Jeffrey’s Cinema #25

Jeffrey’s Cinema is back!

 

This time with:

SLAUGHTERHOUSE FIVE (1972)

Directed by George Roy Hill

104 minutes

In English

 

‘Based on American writer Kurt Vonneget’s classic surreal novel Slaughterhouse-Five; or, The Children’s Crusade: A Duty-Dance with Death, that was in turn largely based on real events in the author’s own life – most specifically his experiences at the end of WWII when he was stationed in Dresden, Germany. There Vonneget witnessed the fire-bombing of the civilians by the American and British armed forces, and what he saw made him an anti-war advocate for life, feeling there was nothing that could justify such an atrocity.
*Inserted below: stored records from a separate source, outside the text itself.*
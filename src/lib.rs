// src/lib.rs
use anyhow::Result;
use app_state::AppState;
use axum::{
    middleware,
    routing::{get, post},
    Router,
};
use std::sync::{Arc, Weak};
use std::time::Duration;

use ceremony::{CeremonyService, ServiceDeps};
use domain::{MetricsPtr, RepositoryPtr, SessionStorePtr, VerifierPtr};
use handlers::{
    dashboard_data, health_check, login_finish, login_start, logout, me, metrics_handler,
    register_finish, register_start, require_session,
};

// Public exports (visible outside this module)
pub mod ceremony;
pub mod codec;
pub mod domain;

// Internal-only exports (sibling access within this module)
mod app_state;
mod config;
mod handlers;
mod infrastructure;

pub use config::*;

// Publicly expose the infrastructure backends and factories
pub use infrastructure::{
    create_noop_metrics, // ---
    create_postgres_repository,
    create_prom_metrics,
    create_redis_session_store,
    create_verifier,
    digest_signature,
    DigestAttestation,
    DigestVerifier,
    MemoryRepository,
    MemorySessionStore,
    PostgresRepository,
    RedisSessionStore,
};

/// How often the in-memory backend drops expired ceremonies and sessions.
const MEMORY_SWEEP_INTERVAL: Duration = Duration::from_secs(60);

/// Build the ceremony service on the backend `config` selects.
///
/// The verifier is injected because the engine does not implement
/// signature cryptography itself.
pub async fn build_service(
    config: &AppConfig,
    metrics: MetricsPtr,
    verifier: VerifierPtr,
) -> Result<CeremonyService> {
    // ---
    let (repository, sessions): (RepositoryPtr, SessionStorePtr) = match &config.backend {
        BackendConfig::Memory => {
            tracing::info!("Using in-memory backend; state is lost on restart");
            let store = Arc::new(MemorySessionStore::new());
            spawn_sweeper(Arc::downgrade(&store));

            let repository: RepositoryPtr = Arc::new(MemoryRepository::new());
            let sessions: SessionStorePtr = store;
            (repository, sessions)
        }
        BackendConfig::Durable { database, redis } => {
            tracing::info!("Using Postgres and Redis backend");
            let repository: RepositoryPtr = Arc::new(create_postgres_repository(database).await?);
            let sessions: SessionStorePtr = Arc::new(create_redis_session_store(&redis.url)?);
            (repository, sessions)
        }
    };

    let deps = ServiceDeps {
        repository,
        sessions,
        verifier,
        metrics,
    };

    Ok(CeremonyService::new(
        deps,
        config.relying_party.clone(),
        config.ceremony.clone(),
        config.session.clone(),
    ))
}

/// Periodically sweep the memory store until it is dropped.
fn spawn_sweeper(store: Weak<MemorySessionStore>) {
    // ---
    tokio::spawn(async move {
        //
        let mut ticker = tokio::time::interval(MEMORY_SWEEP_INTERVAL);
        loop {
            ticker.tick().await;
            match store.upgrade() {
                Some(store) => store.sweep_expired(),
                None => break,
            }
        }
    });
}

/// Build the HTTP router over a ready ceremony service.
pub fn create_router(service: Arc<CeremonyService>) -> Router {
    // ---
    let app_state = AppState::new(service);

    // Rejects requests without a live session
    let guard = middleware::from_fn_with_state(app_state.clone(), require_session);

    Router::new()
        .route("/health", get(health_check))
        .route("/metrics", get(metrics_handler))
        .nest(
            "/auth",
            Router::new()
                .route("/register/start", post(register_start))
                .route("/register/finish", post(register_finish))
                .route("/login/start", post(login_start))
                .route("/login/finish", post(login_finish))
                .route("/me", get(me).route_layer(guard.clone()))
                .route("/logout", post(logout)),
        )
        .nest(
            "/api",
            Router::new()
                .route("/dashboard-data", get(dashboard_data))
                .route_layer(guard),
        )
        .with_state(app_state)
}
It made what happened in Hiroshima look like a picnic.

 

First off, I have to say the original novel is simply impossible to make a movie from, and yet on so many levels this flick manages to somehow succeed. There is a straight story charting the life of our main character, but it’s also a science-fiction journey about parallel worlds. The film itself smashes all chronology… time is utterly shattered. Instead of a normal straightforward sequence of events, free-floating emotional associations are used to patch everything together. We are in the mind of our central character Billy Pilgrim, who explains he has become ‘unstuck in time’, perhaps because his mind was broken by the brutal inhumanity of what he witnessed in Desden.

 

It is sharply edited, flickering back and forth between imagination and reality, covering different points of time in Billy’s life – not only reaching back to the past but also forward to his future. Vonneget’s tale has two main qualities – it is a social commentary about war, but it is also an exercise in free-spirited imagination. It touches on loads of themes along its strange path… a mashup of war, PTSD, imperialism, alien abduction, sexual fantasy and time-travel.

 

Once again, only in the 1970s would a mainstream director be allowed to be so radical and experimental. The director George Roy Hill had just made a hit movie, so the studio gave him card blanche to make whatever he wanted next. At this moment in history, the studios no longer had any idea what the new ‘hippie’ generation was attracted to, so they just let the director free to make such a wild, twisted, otherworldly flick. In the end, Kurt Vonneget praised the film and thanked the director for making a movie so close to his vision. Also interesting, the music score was composed by the renowned eccentric Canadian pianist Glenn Gould.’

 

Jeffrey Babcock

 

This will be a high-definition screening.